This musical adaptation of Aristophanes by Burt Shevelove and Stephen Sondheim had its first production in the Yale University swimming pool in 1974, and remains the least-often revived of Sondheim's works, even on dry land. 

And this belated UK premiere, even allowing for the handicaps of low budget and tiny stage, does little to recommend it. 

The Frogs remains more a curiosity than a satisfying musical, essential for Sondheim buffs looking to complete their experience of the master, but with little to offer anyone else. 

Burt Shevelove's book (here in a later version expanded by Nathan Lane) filters Aristophanes' political satire through a twentieth-century sensibility. Despairing of the state of the world, the demigod Dionysos travels to Hades to bring back a wise author (Euripides in the original, Shaw here) to guide humanity. 

After a string of serious and comic misadventures he decides that the world needs inspiration more than instruction, and opts for Shakespeare rather than Shaw (Aeschylus rather than Euripides). 

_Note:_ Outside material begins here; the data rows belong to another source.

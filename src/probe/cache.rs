// probe/cache.rs — Write-back cache size discovery.
// Migrated from find_cache_size / assess_reset_effect / count_good_blocks
// (libprobe.c).

use crate::device::Device;
use crate::error::ProbeError;
use crate::probe::bad_block::probabilistic_test;
use crate::probe::reset::{retry_once, write_stamped_blocks};
use crate::stamp::classify_block;

use crate::config::{BIG_BLOCK_SIZE_BYTE, MAX_CACHE_SIZE_BYTE, MIN_CACHE_SIZE_BYTE};

/// Counts how many blocks in `[first_pos, last_pos]` still carry a valid
/// stamp for their own position, reading in chunks of `BIG_BLOCK_SIZE_BYTE`
/// to bound memory use. Equivalent to `count_good_blocks`.
pub fn count_good_blocks(
    dev: &mut dyn Device,
    first_pos: u64,
    last_pos: u64,
    salt: u64,
) -> Result<u64, ProbeError> {
    let block_order = dev.block_order();
    let block_size = 1u64 << block_order;
    let step = (BIG_BLOCK_SIZE_BYTE >> block_order).max(1) - 1;

    let mut count = 0u64;
    let mut start_pos = first_pos;
    while start_pos <= last_pos {
        let mut next_pos = start_pos + step;
        if next_pos > last_pos {
            next_pos = last_pos;
        }
        let n = (next_pos - start_pos + 1) as usize;
        let mut buf = vec![0u8; n * block_size as usize];
        retry_once(|| dev.read_blocks(&mut buf, start_pos, next_pos))?;

        for (i, pos) in (start_pos..=next_pos).enumerate() {
            let expected_offset = pos << block_order;
            let chunk = &buf[i * block_size as usize..(i + 1) * block_size as usize];
            if classify_block(chunk, block_order, expected_offset, salt) == crate::stamp::BlockState3::Good {
                count += 1;
            }
        }

        start_pos = next_pos + 1;
    }
    Ok(count)
}

/// Outcome of resetting the device and comparing good-block counts
/// before/after, in the region `[first_pos, last_pos]`.
pub struct ResetAssessment {
    /// Device's write cache appears smaller than the region tested; the
    /// search for the cache size is over.
    pub done: bool,
    pub cache_size_block: u64,
    pub need_reset: bool,
}

/// Writes `[first_pos, last_pos]`, resets, and compares the surviving
/// good-block count to the region's size: if fewer blocks survived than
/// were written, the cache is smaller than the region and its exact size
/// is `after_reset_count_block`. Equivalent to `assess_reset_effect`.
pub fn assess_reset_effect(
    dev: &mut dyn Device,
    first_pos: u64,
    last_pos: u64,
    salt: u64,
) -> Result<ResetAssessment, ProbeError> {
    let write_target = last_pos + 1 - first_pos;

    let b4_reset_count = count_good_blocks(dev, first_pos, last_pos, salt)?;
    retry_once(|| dev.reset())?;
    let after_reset_count = count_good_blocks(dev, first_pos, last_pos, salt)?;

    if after_reset_count < write_target {
        assert!(after_reset_count <= b4_reset_count);
        Ok(ResetAssessment {
            done: true,
            cache_size_block: after_reset_count,
            need_reset: after_reset_count < b4_reset_count,
        })
    } else {
        Ok(ResetAssessment {
            done: false,
            cache_size_block: 0,
            need_reset: false,
        })
    }
}

/// Result of searching for the device's write-back cache size.
pub struct CacheSizeResult {
    pub right_pos: u64,
    pub cache_size_block: u64,
    pub need_reset: bool,
    pub good_drive: bool,
}

/// Searches for the device's write-back cache size by writing progressively
/// larger regions just inside `right_pos` and checking how much survives a
/// reset. The basis tests `MIN_CACHE_SIZE_BYTE`; the inductive step doubles
/// up to `MAX_CACHE_SIZE_BYTE`, escalating to a full reset assessment only
/// once a bad block turns up. Equivalent to `find_cache_size`.
pub fn find_cache_size(
    dev: &mut dyn Device,
    left_pos: u64,
    right_pos: u64,
    salt: u64,
) -> Result<CacheSizeResult, ProbeError> {
    let block_order = dev.block_order();
    let mut write_target = MIN_CACHE_SIZE_BYTE >> block_order;
    let final_write_target = MAX_CACHE_SIZE_BYTE >> block_order;
    assert!(write_target > 0);
    assert!(write_target < final_write_target);

    let end_pos = right_pos - 1;
    let last_pos = end_pos;
    let mut first_pos;

    if right_pos > left_pos + write_target {
        first_pos = right_pos - write_target;
    } else if right_pos > left_pos + 1 {
        first_pos = left_pos + 1;
    } else {
        return Ok(CacheSizeResult {
            right_pos: end_pos + 1,
            cache_size_block: 0,
            need_reset: false,
            good_drive: true,
        });
    }

    write_stamped_blocks(dev, first_pos, last_pos, salt)?;

    let assessment = assess_reset_effect(dev, first_pos, end_pos, salt)?;
    if assessment.done {
        return Ok(CacheSizeResult {
            right_pos: first_pos,
            cache_size_block: assessment.cache_size_block,
            need_reset: assessment.need_reset,
            good_drive: false,
        });
    }

    while write_target < final_write_target {
        write_target <<= 1;
        let inner_last_pos = first_pos - 1;
        if first_pos > left_pos + write_target {
            first_pos -= write_target;
        } else if first_pos > left_pos + 1 {
            first_pos = left_pos + 1;
        } else {
            break;
        }

        write_stamped_blocks(dev, first_pos, inner_last_pos, salt)?;

        let found_a_bad_block = probabilistic_test(dev, first_pos, end_pos, salt)?;
        if found_a_bad_block {
            let assessment = assess_reset_effect(dev, first_pos, end_pos, salt)?;
            assert!(assessment.done);
            return Ok(CacheSizeResult {
                right_pos: first_pos,
                cache_size_block: assessment.cache_size_block,
                need_reset: assessment.need_reset,
                good_drive: false,
            });
        }
    }

    Ok(CacheSizeResult {
        right_pos: end_pos + 1,
        cache_size_block: 0,
        need_reset: false,
        good_drive: true,
    })
}

#[cfg(test)]
mod tests {
    use super::*;
    use crate::device::file_emulator::FileDevice;
    use tempfile::tempdir;

    #[test]
    fn good_drive_reports_no_cache() {
        let dir = tempdir().unwrap();
        let path = dir.path().join("good.img");
        let order = 12u32;
        let n_blocks = 1u64 << 16;
        let mut dev = FileDevice::create(path, n_blocks << order, n_blocks << order, 63, order, None, false, false).unwrap();

        let left_pos = (1u64 << (20 - order)) - 1;
        let result = find_cache_size(&mut dev, left_pos, n_blocks, 0xDEAD).unwrap();
        assert!(result.good_drive);
        assert_eq!(result.cache_size_block, 0);
        assert_eq!(result.right_pos, n_blocks);
    }

    #[test]
    fn counts_survivors_after_reset() {
        let dir = tempdir().unwrap();
        let path = dir.path().join("cache.img");
        let order = 12u32;
        let real_blocks = 1u64 << 10;
        let announced_blocks = 1u64 << 16;
        let mut dev = FileDevice::create(
            path,
            real_blocks << order,
            announced_blocks << order,
            63,
            order,
            Some(4),
            true,
            false,
        )
        .unwrap();

        write_stamped_blocks(&mut dev, real_blocks, real_blocks + 3, 0x99).unwrap();
        let count = count_good_blocks(&mut dev, real_blocks, real_blocks + 3, 0x99).unwrap();
        assert!(count <= 4);
    }
}
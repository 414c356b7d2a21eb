// probe/wrap.rs — Address-space wrap detection.
// Migrated from find_wrap (libprobe.c).

use crate::device::Device;
use crate::error::ProbeError;
use crate::probe::reset::{high_level_reset, retry_once, write_stamped_blocks};
use crate::probe::bisect::is_block_good;
use crate::util::clp2;

/// Searches for the point at which the device's address space folds back
/// on itself: writes a basis block just past `left_pos`, then doubles the
/// candidate offset looking for the *same* basis block's stamp to
/// reappear — proof the underlying media is reusing storage rather than
/// genuinely holding the requested capacity. Returns the updated
/// `right_pos`, unchanged if no wrap is found before reaching it.
/// Equivalent to `find_wrap`.
pub fn find_wrap(
    dev: &mut dyn Device,
    left_pos: u64,
    right_pos: u64,
    reset_pos: u64,
    cache_size_block: u64,
    need_reset: bool,
    salt: u64,
) -> Result<u64, ProbeError> {
    let mut pos = left_pos + 1;
    if pos >= right_pos {
        return Ok(right_pos);
    }

    write_stamped_blocks(dev, pos, pos, salt)?;
    high_level_reset(dev, reset_pos, cache_size_block, need_reset, salt)?;
    if !is_block_good(dev, pos, salt)? {
        return Err(ProbeError::Io(format!(
            "basis block at position {pos} did not survive reset during wrap search"
        )));
    }

    let block_order = dev.block_order();
    let offset = pos << block_order;
    let mut high_bit = clp2(pos);
    if high_bit <= pos {
        high_bit <<= 1;
    }
    pos += high_bit;

    let block_size = 1usize << block_order;
    while pos < right_pos {
        let mut buf = vec![0u8; block_size];
        retry_once(|| dev.read_blocks(&mut buf, pos, pos))?;
        let result = crate::stamp::validate_buffer_with_block(&buf, block_order, salt);
        if result.valid && result.found_offset == offset {
            return Ok(high_bit);
        }

        high_bit <<= 1;
        pos = high_bit + left_pos + 1;
    }

    Ok(right_pos)
}

#[cfg(test)]
mod tests {
    use super::*;
    use crate::device::file_emulator::FileDevice;
    use tempfile::tempdir;

    #[test]
    fn finds_wrap_point_on_a_wraparound_device() {
        let dir = tempdir().unwrap();
        let path = dir.path().join("wrap.img");
        let order = 9u32;
        let real_blocks = 1u64 << 11; // 1 MiB real
        let announced_blocks = 1u64 << 20;
        let wrap_bits = 11 + order; // wraps exactly at the real size
        let mut dev = FileDevice::create(
            path,
            real_blocks << order,
            announced_blocks << order,
            wrap_bits,
            order,
            None,
            false,
            false,
        )
        .unwrap();

        let left_pos = 0u64;
        let right_pos = announced_blocks;
        let new_right = find_wrap(&mut dev, left_pos, right_pos, 0, 0, false, 0xBEEF).unwrap();
        assert_eq!(new_right, real_blocks);
    }

    #[test]
    fn no_wrap_leaves_right_pos_unchanged_on_a_good_device() {
        let dir = tempdir().unwrap();
        let path = dir.path().join("good.img");
        let order = 9u32;
        let n_blocks = 1u64 << 12;
        let mut dev = FileDevice::create(path, n_blocks << order, n_blocks << order, 63, order, None, false, false).unwrap();

        let new_right = find_wrap(&mut dev, 0, n_blocks, 0, 0, false, 0xABCD).unwrap();
        assert_eq!(new_right, n_blocks);
    }
}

In his volumes of collected lyrics Sondheim admits that he only did the show because he owed Shevelove a big favour, hated the experience and took away only the personal satisfaction of attempting songs in the form and style of Greek drama. 

And you can sense a half-heartedness to it. One song recycles lyrics cut from A Funny Thing Happened, and there are melodic echoes or precursors throughout, to A Funny Thing, Merrily We Roll Along, Sweeney Todd, Into The Woods and others. 

One flaw in the play's structure that director Grace Wessels is unable to disguise is that Dionysos's various adventures along the way – with Herakles, Charon, the titular Frogs and his lost love Ariadne – don't feed into the main action in any real way, and play like self-contained digressions just filling up the time until we can get to the ending. 

(Another is the loss of context. Aristophanes wrote in the final year of a disastrous war that would destroy Athens, so his satiric solution to the world's problems had some bite. Nothing about this version of the story really matters.) 

Still, the two quietly romantic songs attached to the Ariadne subplot are pretty, and you can sense that a couple of the larger numbers, the Frogs' chorus and a Dionysian revel, might have been fun if the budget and the Jermyn Street Theatre's postage-stamp-sized stage had allowed for a larger production. 

Actor Michael Matus brings some comic energy to Dionysos and George Rae to his hapless slave. Jonathan Wadey has fun channelling Beetlejuice as Charon and Emma Ralston makes the most of her one number as a dominatrix Pluto. 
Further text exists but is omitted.